**Stored items**:
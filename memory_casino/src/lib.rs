//! # Memory Casino
//!
//! Rules and orchestration core of a casino-themed card matching game.
//!
//! Players turn cards over two at a time looking for identical faces. Matches
//! build a combo, combos pay escalating bonuses, and the casino modes layer
//! their own economics on top: a countdown clock in Time Attack, a seeded
//! deck in the Daily Challenge, and a growing pot that can bust in High
//! Roller.
//!
//! ## Core Modules
//!
//! - [`game`]: Card and state types, the pure rules engine, mode scoring,
//!   commentary and chip payouts
//! - [`session`]: Async session actor sequencing actions into effects, with
//!   the game clock, delayed actions and persistence
//!
//! ## Example
//!
//! ```
//! use memory_casino::game::{self, GameMode, GameSetup};
//! use rand::{SeedableRng, rngs::StdRng};
//!
//! let state = game::new_game(&GameSetup::new(6, GameMode::Standard).with_seed(7)).unwrap();
//! let first = state.cards[0].id;
//!
//! let mut rng = StdRng::seed_from_u64(7);
//! let (state, event) = game::flip_card(&state, first, &mut rng);
//! assert_eq!(event, Some(game::GameEvent::CardFlipped));
//! assert_eq!(state.pending_ids(), vec![first]);
//! ```

/// Core game logic, entities, and scoring.
pub mod game;
pub use game::{
    ConfigurationError, GameEvent, GameMode, GameSetup, GameState, ScoringConfig,
    constants, entities,
};

/// Session orchestration: actor, timers, effects and persistence.
pub mod session;
pub use session::{Action, Effect, GameHandle, SessionConfig, SessionError};
#[cfg(test)]
mod tests {
    use super::*;
    use crate::game::{Card, Face, ScoringConfig, Suit};
    use crate::session::persistence::{InMemoryPersistence, NoopPersistence};

    fn machine(mode: GameMode, pairs: usize) -> GameMachine {
        let setup = GameSetup::new(pairs, mode).with_seed(1234);
        GameMachine::new(setup, Arc::new(NoopPersistence)).unwrap()
    }

    /// Replace the dealt table with pairs laid out as (0,1), (2,3), ...
    fn ordered(mut machine: GameMachine) -> GameMachine {
        let pairs = machine.state.pair_count;
        let cards = (0..pairs * 2)
            .map(|i| Card::new(i as CardId, Face((i / 2 + 1) as u8, Suit::Club)))
            .collect();
        let mut state = GameState::with_cards(cards, pairs, ScoringConfig::default(), machine.state.mode);
        state.circuit_stage = machine.state.circuit_stage;
        machine.apply(Action::StartGame {
            state: Some(Box::new(state)),
            elapsed_seconds: None,
        });
        machine
    }

    fn started(mode: GameMode, pairs: usize) -> GameMachine {
        ordered(machine(mode, pairs))
    }

    // === Lifecycle Tests ===

    #[test]
    fn test_actions_ignored_before_start() {
        let mut m = machine(GameMode::Standard, 4);
        assert_eq!(m.phase(), SessionPhase::NotStarted);
        assert!(!m.apply(Action::FlipCard(0)).applied);
        assert!(!m.apply(Action::Tick).applied);
    }

    #[test]
    fn test_start_emits_shuffle_and_starts_timer() {
        let mut m = machine(GameMode::Standard, 4);
        let t = m.apply(Action::start());
        assert!(t.applied);
        assert_eq!(
            t.effects,
            vec![
                Effect::sound(SoundCue::Shuffle),
                Effect::TimerUpdate { seconds: 0 }
            ]
        );
        assert_eq!(t.directives, vec![Directive::StopAll, Directive::StartTimer]);
        assert_eq!(m.phase(), SessionPhase::Playing);
    }

    #[test]
    fn test_time_attack_starts_with_schedule_clock() {
        let mut m = machine(GameMode::TimeAttack, 8);
        m.apply(Action::start());
        assert_eq!(m.elapsed_seconds(), 60);
    }

    #[test]
    fn test_resume_installs_state_and_clock() {
        let mut m = machine(GameMode::Standard, 4);
        let mut saved = m.state().clone();
        saved.moves = 7;
        m.apply(Action::resume(saved.clone(), 42));
        assert_eq!(m.state(), &saved);
        assert_eq!(m.elapsed_seconds(), 42);
    }

    #[test]
    fn test_ignored_transition_dispatches_default_outcome() {
        let mut m = machine(GameMode::Standard, 4);
        let outcome: DispatchOutcome = m.apply(Action::FlipCard(0)).into();
        assert_eq!(outcome, DispatchOutcome::default());
        assert!(!outcome.applied);
    }

    #[test]
    fn test_same_seed_same_actions_same_outcome() {
        let mut actions = vec![Action::start()];
        for id in 0..12 {
            actions.push(Action::FlipCard(id));
            if id % 2 == 1 {
                actions.push(Action::ProcessMismatch);
                actions.push(Action::Tick);
            }
        }
        actions.push(Action::DoubleDown);
        actions.push(Action::Tick);

        let mut first = machine(GameMode::Standard, 6);
        let mut second = machine(GameMode::Standard, 6);
        for action in actions {
            let a = first.apply(action.clone());
            let b = second.apply(action);
            assert_eq!(a, b);
        }
        assert!(first.state().moves > 0);
        assert_eq!(first.state(), second.state());
        assert_eq!(first.state().match_comment, second.state().match_comment);
        assert_eq!(first.elapsed_seconds(), second.elapsed_seconds());
    }

    // === Flip Tests ===

    #[test]
    fn test_flip_effect_order_for_match() {
        let mut m = started(GameMode::Standard, 4);
        let first = m.apply(Action::FlipCard(0));
        assert_eq!(first.event, Some(GameEvent::CardFlipped));
        assert_eq!(
            first.effects,
            vec![
                Effect::sound(SoundCue::CardFlip),
                Effect::haptic(HapticPattern::Selection)
            ]
        );

        let second = m.apply(Action::FlipCard(1));
        assert_eq!(second.event, Some(GameEvent::MatchSuccess));
        assert_eq!(
            second.effects,
            vec![
                Effect::sound(SoundCue::CardFlip),
                Effect::sound(SoundCue::Match),
                Effect::haptic(HapticPattern::Success)
            ]
        );
        assert!(second.directives.is_empty());
    }

    #[test]
    fn test_mismatch_schedules_reveal() {
        let mut m = started(GameMode::Standard, 4);
        m.apply(Action::FlipCard(0));
        let t = m.apply(Action::FlipCard(2));
        assert_eq!(t.event, Some(GameEvent::MatchFailure));
        assert_eq!(t.directives, vec![Directive::ScheduleMismatchReveal]);
        assert_eq!(
            t.effects,
            vec![
                Effect::sound(SoundCue::CardFlip),
                Effect::sound(SoundCue::Mismatch),
                Effect::haptic(HapticPattern::Error)
            ]
        );

        let reveal = m.apply(Action::ProcessMismatch);
        assert!(reveal.applied);
        assert!(m.state().pending_ids().is_empty());
        // Nothing left to clear
        assert!(!m.apply(Action::ProcessMismatch).applied);
    }

    #[test]
    fn test_win_applies_final_bonuses_and_stops() {
        let mut m = started(GameMode::Standard, 1);
        m.apply(Action::Tick);
        m.apply(Action::FlipCard(0));
        let t = m.apply(Action::FlipCard(1));
        assert_eq!(t.event, Some(GameEvent::GameWon));
        assert_eq!(t.directives, vec![Directive::StopAll]);
        let breakdown = m.state().score_breakdown.unwrap();
        assert_eq!(breakdown.time_bonus, 50 - 5);
        assert_eq!(
            t.effects.last(),
            Some(&Effect::GameFinished {
                won: true,
                score: m.state().score,
                chips: chip_payout(m.state()),
            })
        );
        assert_eq!(m.phase(), SessionPhase::Won);
    }

    #[test]
    fn test_actions_ignored_after_game_over() {
        let mut m = started(GameMode::Standard, 1);
        m.apply(Action::FlipCard(0));
        m.apply(Action::FlipCard(1));
        let snapshot = m.state().clone();
        assert!(!m.apply(Action::Tick).applied);
        assert!(!m.apply(Action::DoubleDown).applied);
        assert!(!m.apply(Action::start()).applied);
        assert_eq!(m.state(), &snapshot);
    }

    #[test]
    fn test_restart_after_game_over() {
        let mut m = started(GameMode::Standard, 1);
        m.apply(Action::FlipCard(0));
        m.apply(Action::FlipCard(1));
        let t = m.apply(Action::Restart);
        assert!(t.applied);
        assert_eq!(m.phase(), SessionPhase::Playing);
        assert_eq!(m.state().moves, 0);
        assert_eq!(m.elapsed_seconds(), 0);
        assert!(t.directives.contains(&Directive::StartTimer));
    }

    #[test]
    fn test_restart_deals_same_seeded_deck() {
        let mut m = machine(GameMode::DailyChallenge, 6);
        let dealt = m.state().cards.clone();
        m.apply(Action::start());
        m.apply(Action::Restart);
        assert_eq!(m.state().cards, dealt);
    }

    // === Double Down Tests ===

    #[test]
    fn test_double_down_reveals_then_hides() {
        let mut m = started(GameMode::Standard, 6);
        for pair in 0..3 {
            m.apply(Action::FlipCard(pair * 2));
            m.apply(Action::FlipCard(pair * 2 + 1));
        }
        let t = m.apply(Action::DoubleDown);
        assert!(t.applied);
        assert_eq!(t.directives, vec![Directive::SchedulePeekEnd]);
        assert_eq!(t.effects[0], Effect::haptic(HapticPattern::Heavy));
        assert_eq!(
            t.effects.last(),
            Some(&Effect::RevealCards {
                card_ids: vec![6, 7, 8, 9, 10, 11]
            })
        );
        assert!(!m.apply(Action::DoubleDown).applied);

        let hide = m.end_peek();
        assert_eq!(
            hide.effects,
            vec![Effect::HideCards {
                card_ids: vec![6, 7, 8, 9, 10, 11]
            }]
        );
        assert!(!m.end_peek().applied);
    }

    #[test]
    fn test_peek_end_skips_cards_turned_up_during_peek() {
        let mut m = started(GameMode::Standard, 6);
        for pair in 0..3 {
            m.apply(Action::FlipCard(pair * 2));
            m.apply(Action::FlipCard(pair * 2 + 1));
        }
        assert!(m.apply(Action::DoubleDown).applied);
        m.apply(Action::FlipCard(6));
        let t = m.apply(Action::FlipCard(7));
        assert_eq!(t.event, Some(GameEvent::MatchSuccess));

        let hide = m.end_peek();
        assert!(hide.applied);
        assert_eq!(
            hide.effects,
            vec![Effect::HideCards {
                card_ids: vec![8, 9, 10, 11]
            }]
        );
    }

    #[test]
    fn test_peek_end_hides_pending_card_only_when_face_down() {
        let mut m = started(GameMode::Standard, 6);
        for pair in 0..3 {
            m.apply(Action::FlipCard(pair * 2));
            m.apply(Action::FlipCard(pair * 2 + 1));
        }
        m.apply(Action::DoubleDown);
        m.apply(Action::FlipCard(10));

        let hide = m.end_peek();
        assert_eq!(
            hide.effects,
            vec![Effect::HideCards {
                card_ids: vec![6, 7, 8, 9, 11]
            }]
        );
    }

    #[test]
    fn test_all_in_mismatch_ends_game() {
        let mut m = started(GameMode::Standard, 6);
        for pair in 0..3 {
            m.apply(Action::FlipCard(pair * 2));
            m.apply(Action::FlipCard(pair * 2 + 1));
        }
        m.apply(Action::DoubleDown);
        m.apply(Action::FlipCard(6));
        let t = m.apply(Action::FlipCard(8));
        assert_eq!(t.event, Some(GameEvent::GameOver));
        assert_eq!(m.state().score, 0);
        assert_eq!(m.phase(), SessionPhase::Lost);
        assert!(t.directives.contains(&Directive::StopAll));
    }

    // === Clock Tests ===

    #[test]
    fn test_standard_tick_counts_up() {
        let mut m = started(GameMode::Standard, 2);
        let t = m.apply(Action::Tick);
        assert_eq!(t.effects, vec![Effect::TimerUpdate { seconds: 1 }]);
        assert_eq!(m.elapsed_seconds(), 1);
    }

    #[test]
    fn test_time_attack_timeout() {
        let mut m = started(GameMode::TimeAttack, 2);
        m.apply(Action::resume(m.state().clone(), 7));

        let mut warnings = 0;
        let mut finishes = 0;
        let mut stopped = false;
        for _ in 0..20 {
            let t = m.apply(Action::Tick);
            warnings += t
                .effects
                .iter()
                .filter(|e| matches!(e, Effect::LowTimeWarning { .. }))
                .count();
            finishes += t
                .effects
                .iter()
                .filter(|e| matches!(e, Effect::GameFinished { won: false, .. }))
                .count();
            stopped |= t.directives.contains(&Directive::StopAll);
        }

        assert_eq!(warnings, 1);
        assert_eq!(finishes, 1);
        assert!(stopped);
        assert_eq!(m.elapsed_seconds(), 0);
        assert!(m.state().is_game_over && !m.state().is_game_won);
        assert_eq!(m.state().score, 0);
    }

    #[test]
    fn test_time_attack_match_adds_time() {
        let mut m = started(GameMode::TimeAttack, 4);
        let before = m.elapsed_seconds();
        m.apply(Action::FlipCard(0));
        let t = m.apply(Action::FlipCard(1));
        let gain = m.state().config.time_attack_base_gain;
        assert!(t.effects.contains(&Effect::TimeAdded { seconds: gain }));
        assert_eq!(m.elapsed_seconds(), before + gain);
    }

    #[test]
    fn test_time_attack_mismatch_costs_time() {
        let mut m = started(GameMode::TimeAttack, 4);
        m.apply(Action::resume(m.state().clone(), 30));
        m.apply(Action::FlipCard(0));
        m.apply(Action::FlipCard(2));
        m.apply(Action::ProcessMismatch);
        assert_eq!(m.elapsed_seconds(), 28);
    }

    // === Persistence Tests ===

    #[test]
    fn test_every_mutation_is_saved() {
        let store = Arc::new(InMemoryPersistence::new());
        let setup = GameSetup::new(3, GameMode::Standard).with_seed(9);
        let mut m = GameMachine::new(setup, store.clone()).unwrap();
        m.apply(Action::start());
        m.apply(Action::Tick);
        assert_eq!(store.save_count(), 2);
        // Ignored actions are not saved
        m.apply(Action::FlipCard(999));
        assert_eq!(store.save_count(), 2);
        let saved = store.latest().unwrap();
        assert_eq!(saved.session_id, m.session_id());
        assert_eq!(saved.elapsed_seconds, 1);
    }
}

**Your task**:
Count, in the records above, the lines that include "SessionPhase", and give the number with nothing added.

**Answer for this exercise**:
5